START Exercise materials

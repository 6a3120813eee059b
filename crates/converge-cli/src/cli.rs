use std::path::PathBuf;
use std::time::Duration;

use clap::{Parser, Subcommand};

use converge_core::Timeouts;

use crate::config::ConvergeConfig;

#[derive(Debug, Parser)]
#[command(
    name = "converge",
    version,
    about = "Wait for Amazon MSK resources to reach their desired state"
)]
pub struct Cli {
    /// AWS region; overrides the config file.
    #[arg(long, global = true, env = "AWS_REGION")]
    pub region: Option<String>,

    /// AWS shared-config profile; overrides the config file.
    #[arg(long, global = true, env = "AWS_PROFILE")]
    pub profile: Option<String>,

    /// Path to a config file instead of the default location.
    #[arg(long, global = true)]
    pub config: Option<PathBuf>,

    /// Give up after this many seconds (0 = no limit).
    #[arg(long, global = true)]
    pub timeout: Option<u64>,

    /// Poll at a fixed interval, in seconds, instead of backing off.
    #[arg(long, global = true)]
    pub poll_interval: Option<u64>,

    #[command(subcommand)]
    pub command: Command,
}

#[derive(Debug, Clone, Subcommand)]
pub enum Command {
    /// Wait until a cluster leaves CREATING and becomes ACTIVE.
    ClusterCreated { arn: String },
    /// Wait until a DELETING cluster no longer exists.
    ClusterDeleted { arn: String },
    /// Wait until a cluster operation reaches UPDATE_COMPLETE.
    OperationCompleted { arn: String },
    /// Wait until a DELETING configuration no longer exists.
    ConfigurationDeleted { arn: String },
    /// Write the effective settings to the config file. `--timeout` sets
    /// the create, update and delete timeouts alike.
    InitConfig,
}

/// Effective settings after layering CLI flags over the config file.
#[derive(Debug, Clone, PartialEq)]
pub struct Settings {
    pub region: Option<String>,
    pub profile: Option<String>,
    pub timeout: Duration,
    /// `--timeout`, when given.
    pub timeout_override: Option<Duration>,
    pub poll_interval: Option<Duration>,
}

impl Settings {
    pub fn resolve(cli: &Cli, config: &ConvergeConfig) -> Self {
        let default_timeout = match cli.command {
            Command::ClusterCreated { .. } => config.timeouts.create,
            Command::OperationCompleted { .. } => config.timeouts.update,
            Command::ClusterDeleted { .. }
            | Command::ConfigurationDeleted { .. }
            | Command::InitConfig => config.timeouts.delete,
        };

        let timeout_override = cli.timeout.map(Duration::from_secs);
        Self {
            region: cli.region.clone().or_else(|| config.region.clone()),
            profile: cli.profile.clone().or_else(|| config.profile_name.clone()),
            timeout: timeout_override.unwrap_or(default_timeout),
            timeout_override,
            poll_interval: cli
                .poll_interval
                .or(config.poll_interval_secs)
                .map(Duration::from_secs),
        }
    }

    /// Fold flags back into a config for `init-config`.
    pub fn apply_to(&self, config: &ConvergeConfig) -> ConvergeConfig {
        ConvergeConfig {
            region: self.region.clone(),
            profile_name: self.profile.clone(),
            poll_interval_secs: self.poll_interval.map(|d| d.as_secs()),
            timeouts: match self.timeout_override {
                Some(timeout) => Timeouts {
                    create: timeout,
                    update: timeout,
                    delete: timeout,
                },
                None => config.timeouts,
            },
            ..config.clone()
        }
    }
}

END Exercise materials
START Exercise materials

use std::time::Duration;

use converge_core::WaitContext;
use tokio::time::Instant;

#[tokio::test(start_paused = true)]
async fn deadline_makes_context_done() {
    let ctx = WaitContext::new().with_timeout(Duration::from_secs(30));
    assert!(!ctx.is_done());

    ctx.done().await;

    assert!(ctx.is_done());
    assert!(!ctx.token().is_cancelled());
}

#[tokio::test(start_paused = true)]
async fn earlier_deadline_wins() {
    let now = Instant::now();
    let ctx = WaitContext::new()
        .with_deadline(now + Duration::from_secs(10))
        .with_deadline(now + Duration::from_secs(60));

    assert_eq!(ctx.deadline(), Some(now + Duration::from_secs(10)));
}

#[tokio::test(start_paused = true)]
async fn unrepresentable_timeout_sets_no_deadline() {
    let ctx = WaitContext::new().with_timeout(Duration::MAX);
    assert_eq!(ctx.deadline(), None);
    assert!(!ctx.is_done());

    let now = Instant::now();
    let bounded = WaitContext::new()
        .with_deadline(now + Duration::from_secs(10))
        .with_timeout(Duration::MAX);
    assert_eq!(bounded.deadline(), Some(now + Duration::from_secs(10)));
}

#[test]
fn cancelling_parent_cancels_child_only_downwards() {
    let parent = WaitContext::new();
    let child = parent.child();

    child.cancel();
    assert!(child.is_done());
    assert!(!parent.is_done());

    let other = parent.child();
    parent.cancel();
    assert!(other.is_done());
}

END Exercise materials

Instructions for the task: Where a line in the records above contains the string "longer", return that line.

Answer section:
    /// Wait until a DELETING cluster no longer exists.
    /// Wait until a DELETING configuration no longer exists.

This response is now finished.